After leaving the University of Pennsylvania, Root worked on infectious diseases at Yale University and served as vice chairman of medicine. In 1982 he was voted medical school teacher of the year. He subsequently became the Chief of Medicine at the University of California, San Francisco, where he was much admired by the residents and faculty as an academic leader, scholar, and teacher. He later became chief of medicine at Harborview 1991 and became an emeritus professor in 2002. He was a former president of the American Federation of Clinical Research, editor in chief of a textbook, Clinical Infectious Diseases, and, from 1986 to 1991, director of the National Institutes of Health's AIDS Advisory Committee.

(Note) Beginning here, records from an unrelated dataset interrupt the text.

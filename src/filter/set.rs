//! Bitmask set over a closed enumeration.

use std::marker::PhantomData;

use crate::enumerant::Enumerant;

/// Set of enumerants, at most 32 values per enumeration
#[derive(Clone, Copy, PartialEq, Eq, Hash)]
pub struct EnumSet<T: Enumerant> {
    bits: u32,
    marker: PhantomData<T>,
}

impl<T: Enumerant> EnumSet<T> {
    pub fn empty() -> Self {
        Self {
            bits: 0,
            marker: PhantomData,
        }
    }

    /// Every value selected
    pub fn all() -> Self {
        T::ALL.iter().copied().collect()
    }

    pub fn insert(&mut self, value: T) {
        self.bits |= 1 << value.ordinal();
    }

    pub fn remove(&mut self, value: T) {
        self.bits &= !(1 << value.ordinal());
    }

    pub fn contains(&self, value: T) -> bool {
        self.bits & (1 << value.ordinal()) != 0
    }

    pub fn is_empty(&self) -> bool {
        self.bits == 0
    }

    pub fn is_all(&self) -> bool {
        *self == Self::all()
    }

    pub fn len(&self) -> usize {
        self.bits.count_ones() as usize
    }

    /// Members in declaration order
    pub fn iter(&self) -> impl Iterator<Item = T> + '_ {
        T::ALL.iter().copied().filter(move |value| self.contains(*value))
    }
}

impl<T: Enumerant> Default for EnumSet<T> {
    fn default() -> Self {
        Self::empty()
    }
}

impl<T: Enumerant> FromIterator<T> for EnumSet<T> {
    fn from_iter<I: IntoIterator<Item = T>>(iter: I) -> Self {
        let mut set = Self::empty();
        for value in iter {
            set.insert(value);
        }
        set
    }
}

impl<T: Enumerant> std::fmt::Display for EnumSet<T> {
    fn fmt(&self, f: &mut std::fmt::Formatter<'_>) -> std::fmt::Result {
        for (i, value) in self.iter().enumerate() {
            if i > 0 {
                f.write_str(",")?;
            }
            f.write_str(value.name())?;
        }
        Ok(())
    }
}

impl<T: Enumerant> std::fmt::Debug for EnumSet<T> {
    fn fmt(&self, f: &mut std::fmt::Formatter<'_>) -> std::fmt::Result {
        f.debug_set().entries(self.iter().map(T::name)).finish()
    }
}

#[cfg(test)]
mod tests {
    use super::*;
    use crate::catalogue::{Linkage, SymbolKind};

    #[test]
    fn test_all_and_empty() {
        let all = EnumSet::<SymbolKind>::all();
        assert_eq!(all.len(), 6);
        assert!(all.is_all());
        assert!(EnumSet::<SymbolKind>::empty().is_empty());
    }

    #[test]
    fn test_insert_remove() {
        let mut set = EnumSet::<Linkage>::empty();
        set.insert(Linkage::External);
        assert!(set.contains(Linkage::External));
        assert!(!set.contains(Linkage::Internal));
        set.remove(Linkage::External);
        assert!(set.is_empty());
    }

    #[test]
    fn test_display_in_declaration_order() {
        let set: EnumSet<SymbolKind> = [SymbolKind::Enum, SymbolKind::Class].into_iter().collect();
        assert_eq!(set.to_string(), "Class,Enum");
        assert_eq!(format!("{:?}", set), r#"{"Class", "Enum"}"#);
    }
}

Root received his MD from Johns Hopkins University in 1963. Residency and Internal Medicine at Massachusetts General Hospital from 1963-1965. Chief Resident and Instructor in the Department of Medicine at the University of Washington from 1968-1969.

He was invited by the University of Pennsylvania Infectious Disease Department to help out on a project in Botswana. He intended to return to the United States at the end of April, but Root's life came to a sudden end three weeks later, due to a crocodile attack while on a wildlife tour of the Limpopo River. He was in the lead dugout canoe when a 13-foot crocodile followed him and tipped it over. It then leapt out of the water, grabbed Root by his neck and shoulders, pulled him under and drowned him. The crocodile which ended Root's life was never found.

Parts of his body were found a few days later and cremated.